Szijjarto: Hungary to stay out of ‘insane NATO action’ despite all pressure

Hungary will stay out of "NATO's insane action" despite all pressure on the country, the foreign minister said on Wednesday, adding that "it will however be a long fight, in which the upcoming EP election, when people can express their opinion on war or peace, will be an important point".
8. May 2024 16:48

The foreign ministry quoted Peter Szijjarto as saying after talks in London with David Cameron, his British counterpart, that the proposal aimed at giving NATO an increased role in training Ukrainian soldiers and coordinating weapons shipments to Ukraine, as well as allocating 100 billion euros to support that country, had been put before member states of the organisation on Tuesday.

During a discussion of the proposal “it became clear that they do not really want to let us stay out of those common activities, but we will clearly stay out,” he said. “Hungarian soldiers will not participate in such actions; we will not allow such actions to take place on the territory of Hungary and we want to stay out of the financing of that, too. We want Hungarian taxpayers’ money not to be used for such a purpose, but it will be a long fight,” he said.

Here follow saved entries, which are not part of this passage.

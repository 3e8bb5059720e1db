//! Arbitrary SRS transforms through GDAL/PROJ.

use anyhow::{Context, Result};
use demtiles_core::{IdentityTransform, Srs, SrsTransform, TransformFactory, builtin_transform};
use gdal::spatial_ref::CoordTransform;
use std::sync::Arc;

use super::spatial_ref_from;

/// A transform between two arbitrary spatial reference systems.
///
/// The underlying `OGRCoordinateTransformation` is not thread-safe, so one
/// is created per `transform_points` call; callers batch whole tiles of
/// points per call, which amortizes the setup.
#[derive(Debug)]
pub struct GdalTransform {
	src: Srs,
	dst: Srs,
}

impl GdalTransform {
	pub fn new(src: &Srs, dst: &Srs) -> Result<GdalTransform> {
		// Fail early if GDAL cannot resolve either system.
		let src_ref = spatial_ref_from(src)?;
		let dst_ref = spatial_ref_from(dst)?;
		CoordTransform::new(&src_ref, &dst_ref)
			.with_context(|| format!("no coordinate transform from {src:?} to {dst:?}"))?;
		Ok(GdalTransform {
			src: src.clone(),
			dst: dst.clone(),
		})
	}
}

impl SrsTransform for GdalTransform {
	fn transform_points(&self, points: &mut [(f64, f64)]) -> Result<()> {
		let transform = CoordTransform::new(&spatial_ref_from(&self.src)?, &spatial_ref_from(&self.dst)?)?;
		let mut xs: Vec<f64> = points.iter().map(|p| p.0).collect();
		let mut ys: Vec<f64> = points.iter().map(|p| p.1).collect();
		let mut zs = vec![0.0; points.len()];
		transform
			.transform_coords(&mut xs, &mut ys, &mut zs)
			.with_context(|| format!("coordinate transform {:?} -> {:?} failed", self.src, self.dst))?;
		for (point, (x, y)) in points.iter_mut().zip(xs.into_iter().zip(ys)) {
			*point = (x, y);
		}
		Ok(())
	}
}

/// A [`TransformFactory`] that answers every SRS pair GDAL knows,
/// keeping the cheap built-in paths for trivial cases.
pub fn gdal_transform_factory() -> TransformFactory {
	Arc::new(|src, dst| {
		if src == dst {
			return Ok(Box::new(IdentityTransform) as Box<dyn SrsTransform>);
		}
		if let Ok(transform) = builtin_transform(src, dst) {
			return Ok(transform);
		}
		Ok(Box::new(GdalTransform::new(src, dst)?) as Box<dyn SrsTransform>)
	})
}
//! Georeferences: the pair of a spatial reference system and an affine
//! pixel-to-world transform, plus the raster's no-data sentinel.

use anyhow::{Result, ensure};

use super::{PixelBBox, Srs, WorldBBox};

/// Default no-data value, matching the common DEM convention.
pub const DEFAULT_NODATA: f64 = -32768.0;

/// Locates a raster on a planet.
///
/// The affine uses the GDAL geotransform layout
/// `[x0, dx, rx, y0, ry, dy]`: pixel `(px, py)` maps to world
/// `(x0 + px*dx + py*rx, y0 + px*ry + py*dy)`. Pixel coordinates address
/// pixel corners; the center of pixel `(0, 0)` is at `(0.5, 0.5)`.
///
/// North-up rasters have `rx == ry == 0`, `dx > 0` and `dy < 0`.
///
/// # Examples
/// ```
/// use demtiles_core::{Georef, Srs};
///
/// let georef = Georef::from_origin(Srs::new("EPSG:4326"), 10.0, 50.0, 0.25, 0.25, -9999.0).unwrap();
/// assert_eq!(georef.pixel_to_world(0.0, 0.0), (10.0, 50.0));
/// assert_eq!(georef.pixel_to_world(4.0, 4.0), (11.0, 49.0));
/// assert_eq!(georef.world_to_pixel(11.0, 49.0), (4.0, 4.0));
/// ```
#[derive(Clone, Debug, PartialEq)]
pub struct Georef {
	srs: Srs,
	affine: [f64; 6],
	nodata: f64,
}

impl Georef {
	/// Creates a georeference from a GDAL-style geotransform.
	///
	/// Fails if any coefficient is not finite or the affine is not
	/// invertible.
	pub fn new(srs: Srs, affine: [f64; 6], nodata: f64) -> Result<Georef> {
		ensure!(
			affine.iter().all(|v| v.is_finite()),
			"geotransform coefficients must be finite, got {affine:?}"
		);
		let det = affine[1] * affine[5] - affine[2] * affine[4];
		ensure!(det != 0.0, "geotransform {affine:?} is not invertible");
		Ok(Georef { srs, affine, nodata })
	}

	/// Creates a north-up georeference anchored at the upper-left corner
	/// `(x0, y0)` with positive pixel sizes `dx` and `dy`.
	pub fn from_origin(srs: Srs, x0: f64, y0: f64, dx: f64, dy: f64, nodata: f64) -> Result<Georef> {
		ensure!(dx > 0.0 && dx.is_finite(), "pixel size dx ({dx}) must be finite and > 0");
		ensure!(dy > 0.0 && dy.is_finite(), "pixel size dy ({dy}) must be finite and > 0");
		Georef::new(srs, [x0, dx, 0.0, y0, 0.0, -dy], nodata)
	}

	pub fn srs(&self) -> &Srs {
		&self.srs
	}

	pub fn affine(&self) -> &[f64; 6] {
		&self.affine
	}

	pub fn nodata(&self) -> f64 {
		self.nodata
	}

	/// Horizontal pixel size, always positive.
	pub fn dx(&self) -> f64 {
		(self.affine[1].powi(2) + self.affine[4].powi(2)).sqrt()
	}

	/// Vertical pixel size, always positive.
	pub fn dy(&self) -> f64 {
		(self.affine[2].powi(2) + self.affine[5].powi(2)).sqrt()
	}

	/// Maps a (fractional) pixel coordinate to world coordinates.
	pub fn pixel_to_world(&self, px: f64, py: f64) -> (f64, f64) {
		let a = &self.affine;
		(a[0] + px * a[1] + py * a[2], a[3] + px * a[4] + py * a[5])
	}

	/// Maps a world coordinate to (fractional) pixel coordinates.
	pub fn world_to_pixel(&self, wx: f64, wy: f64) -> (f64, f64) {
		let a = &self.affine;
		let det = a[1] * a[5] - a[2] * a[4];
		let dx = wx - a[0];
		let dy = wy - a[3];
		((dx * a[5] - dy * a[2]) / det, (dy * a[1] - dx * a[4]) / det)
	}

	/// The world-space extent of a pixel box under this georeference.
	pub fn world_bbox(&self, bbox: &PixelBBox) -> Result<WorldBBox> {
		let corners = [
			self.pixel_to_world(bbox.x_min as f64, bbox.y_min as f64),
			self.pixel_to_world(bbox.x_max as f64, bbox.y_min as f64),
			self.pixel_to_world(bbox.x_min as f64, bbox.y_max as f64),
			self.pixel_to_world(bbox.x_max as f64, bbox.y_max as f64),
		];
		WorldBBox::from_points(&corners)
			.ok_or_else(|| anyhow::anyhow!("cannot compute the world bbox of the empty pixel bbox {bbox:?}"))
	}

	/// Restricts the georeference to a pixel box: the result's pixel
	/// `(0, 0)` is this georeference's pixel `(bbox.x_min, bbox.y_min)`.
	pub fn crop(&self, bbox: &PixelBBox) -> Georef {
		let (x0, y0) = self.pixel_to_world(bbox.x_min as f64, bbox.y_min as f64);
		let mut affine = self.affine;
		affine[0] = x0;
		affine[3] = y0;
		Georef {
			srs: self.srs.clone(),
			affine,
			nodata: self.nodata,
		}
	}
}

#[cfg(test)]
mod tests {
	use super::*;
	use approx::assert_abs_diff_eq;

	fn georef() -> Georef {
		Georef::from_origin(Srs::new("EPSG:32633"), 500_000.0, 4_600_000.0, 30.0, 30.0, -9999.0).unwrap()
	}

	#[test]
	fn test_new_rejects_degenerate_affines() {
		let srs = Srs::new("EPSG:4326");
		assert!(Georef::new(srs.clone(), [0.0, 0.0, 0.0, 0.0, 0.0, 0.0], 0.0).is_err());
		assert!(Georef::new(srs.clone(), [0.0, 1.0, 0.0, 0.0, 0.0, f64::NAN], 0.0).is_err());
		assert!(Georef::from_origin(srs.clone(), 0.0, 0.0, 0.0, 1.0, 0.0).is_err());
		assert!(Georef::from_origin(srs, 0.0, 0.0, 1.0, -1.0, 0.0).is_err());
	}

	#[test]
	fn test_pixel_world_round_trip() {
		let georef = georef();
		let (wx, wy) = georef.pixel_to_world(12.5, 7.25);
		let (px, py) = georef.world_to_pixel(wx, wy);
		assert_abs_diff_eq!(px, 12.5, epsilon = 1e-9);
		assert_abs_diff_eq!(py, 7.25, epsilon = 1e-9);
	}

	#[test]
	fn test_round_trip_with_rotation_terms() {
		let georef = Georef::new(Srs::new("EPSG:4326"), [10.0, 0.5, 0.1, 20.0, -0.05, -0.5], 0.0).unwrap();
		let (wx, wy) = georef.pixel_to_world(3.0, 4.0);
		let (px, py) = georef.world_to_pixel(wx, wy);
		assert_abs_diff_eq!(px, 3.0, epsilon = 1e-9);
		assert_abs_diff_eq!(py, 4.0, epsilon = 1e-9);
	}

	#[test]
	fn test_pixel_sizes() {
		let georef = georef();
		assert_abs_diff_eq!(georef.dx(), 30.0);
		assert_abs_diff_eq!(georef.dy(), 30.0);
	}

	#[test]
	fn test_world_bbox_is_axis_aligned() {
		let georef = georef();
		let bbox = PixelBBox::new(0, 0, 100, 50).unwrap();
		let world = georef.world_bbox(&bbox).unwrap();
		assert_abs_diff_eq!(world.x_min, 500_000.0);
		assert_abs_diff_eq!(world.x_max, 503_000.0);
		assert_abs_diff_eq!(world.y_min, 4_598_500.0);
		assert_abs_diff_eq!(world.y_max, 4_600_000.0);
	}

	#[test]
	fn test_crop_shifts_origin() {
		let georef = georef();
		let cropped = georef.crop(&PixelBBox::new(10, 20, 40, 60).unwrap());
		assert_eq!(cropped.pixel_to_world(0.0, 0.0), georef.pixel_to_world(10.0, 20.0));
		assert_eq!(cropped.dx(), georef.dx());
		assert_eq!(cropped.nodata(), georef.nodata());
	}
}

“They want to push us into the war and want us Hungarians to participate in this crazy action,” the minister warned.

“The Hungarian government will continue to represent a pro-peace position and we will use all our strength to stay out of this crazy action despite all the pressure exerted (on us) within NATO.”

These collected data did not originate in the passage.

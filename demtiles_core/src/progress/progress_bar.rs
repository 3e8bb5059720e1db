//! A lightweight terminal progress bar without external dependencies.
//!
//! Renders message, bar, pos/len, percentage, rate and ETA to stderr using
//! carriage-return redraws.

use std::{
	io::{self, Write},
	time::{Duration, Instant},
};

use super::ProgressTrait;

const BAR_WIDTH: usize = 30;
const REDRAW_INTERVAL: Duration = Duration::from_millis(100);

pub struct ProgressBar {
	message: String,
	len: u64,
	pos: u64,
	start: Instant,
	last_draw: Option<Instant>,
	finished: bool,
}

impl ProgressBar {
	fn redraw(&mut self, force: bool) {
		if self.finished {
			return;
		}
		let now = Instant::now();
		if !force {
			if let Some(last) = self.last_draw {
				if now - last < REDRAW_INTERVAL {
					return;
				}
			}
		}
		self.last_draw = Some(now);

		let len = self.len.max(1);
		let pos = self.pos.min(len);
		let filled = (pos as usize * BAR_WIDTH) / len as usize;
		let percent = pos * 100 / len;

		let elapsed = self.start.elapsed().as_secs_f64();
		let per_sec = if elapsed > 0.0 { pos as f64 / elapsed } else { 0.0 };
		let eta = if per_sec > 0.0 {
			format_duration(Duration::from_secs_f64((len - pos) as f64 / per_sec))
		} else {
			"--".to_string()
		};

		let mut stderr = io::stderr();
		let _ = write!(
			stderr,
			"\r\x1b[2K{} ▕{}{}▏{}/{} ({percent:>3}%) {per_sec:>6.1}/s eta {eta}",
			self.message,
			"█".repeat(filled),
			"░".repeat(BAR_WIDTH - filled),
			pos,
			len,
		);
		let _ = stderr.flush();
	}
}

fn format_duration(duration: Duration) -> String {
	let secs = duration.as_secs();
	if secs >= 3600 {
		format!("{}h{:02}m", secs / 3600, (secs % 3600) / 60)
	} else if secs >= 60 {
		format!("{}m{:02}s", secs / 60, secs % 60)
	} else {
		format!("{secs}s")
	}
}

impl ProgressTrait for ProgressBar {
	fn new() -> Self {
		ProgressBar {
			message: String::new(),
			len: 0,
			pos: 0,
			start: Instant::now(),
			last_draw: None,
			finished: false,
		}
	}

	fn init(&mut self, message: &str, max_value: u64) {
		self.message = message.to_string();
		self.len = max_value;
		self.pos = 0;
		self.start = Instant::now();
		self.redraw(true);
	}

	fn set_position(&mut self, value: u64) {
		self.pos = value.min(self.len);
		self.redraw(false);
	}

	fn inc(&mut self, value: u64) {
		self.pos = (self.pos + value).min(self.len);
		self.redraw(false);
	}

	fn finish(&mut self) {
		self.pos = self.len;
		self.redraw(true);
		self.finished = true;
		let _ = writeln!(io::stderr());
	}
}
//! The raster read interface consumed by the mosaicking pipeline.

use anyhow::Result;
use demtiles_core::{Georef, Patch, PixelBBox};
use std::fmt::Debug;

/// A georeferenced single-band raster that can be read block-wise.
///
/// Implementations must be safe for concurrent `read_block` calls on
/// distinct handles; a single handle is only used by one worker at a time.
pub trait RasterSource: Send + Sync + Debug {
	/// The source's georeference (projection, affine, no-data value).
	fn georef(&self) -> &Georef;

	/// The full extent in the source's own pixel coordinates, anchored at
	/// the origin.
	fn pixel_bbox(&self) -> PixelBBox;

	/// Reads the given window as `f64` values with the georef's no-data
	/// sentinel. The window must lie inside [`pixel_bbox`](Self::pixel_bbox).
	fn read_block(&self, bbox: &PixelBBox) -> Result<Patch>;
}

By promoting the proposal NATO “has crossed its own red lines and is taking huge steps towards the war, while direct confrontation would carry the risk of the outbreak of a third world war,” he said. Szijjarto said the “pro-war” proposal was based on the notion that “the war in Ukraine is our war” which ran contrary to the Hungarian government’s position.

“And those who think that it is our war, argue in favour of continuing the war until Ukraine’s victory; NATO’s proposal is also based on that goal and the British position also suggests the same,” the minister said. “Both the Brits and NATO tie the end of the war to a military outcome, which is absolutely unrealistic to achieve; its probability is low, practically almost impossible,” he said. There is no solution to the conflict on the battlefield because neither party can defeat the other, and a diplomatic solution is the only conceivable way,” Szijjarto said.

Hungary and the UK are allies and “absolutely see eye to eye on certain issues, while they do not agree at all in other questions,” Szijjarto said. Examples of the former case are their acting up against discrimination of nuclear energy and the need for improving Europe’s competitiveness, he added. “We also agreed that ties between the European Union and the United Kingdom could also be mutually beneficial despite Britain’s exit from the EU, but it would be good if Brussels at last stopped punishing the UK and we could start treating EU-UK ties with common sense,” Szijjarto said.

“We are also in agreement that illegal migration must be stemmed because it is dangerous, for the migrants themselves, for transit countries, and for the destination countries, too,” Szijjarto said.

“However, on what we disagree is the issue of the war in Ukraine; while Hungary urges a ceasefire and peace talks, the Brits keep encouraging everyone to send more and more weapons to Ukraine,” he said. “We can talk to each other on the basis of mutual respect, but over an important, currently the most import issue, namely how the war could be ended in Ukraine, we have conflicting positions,” he said.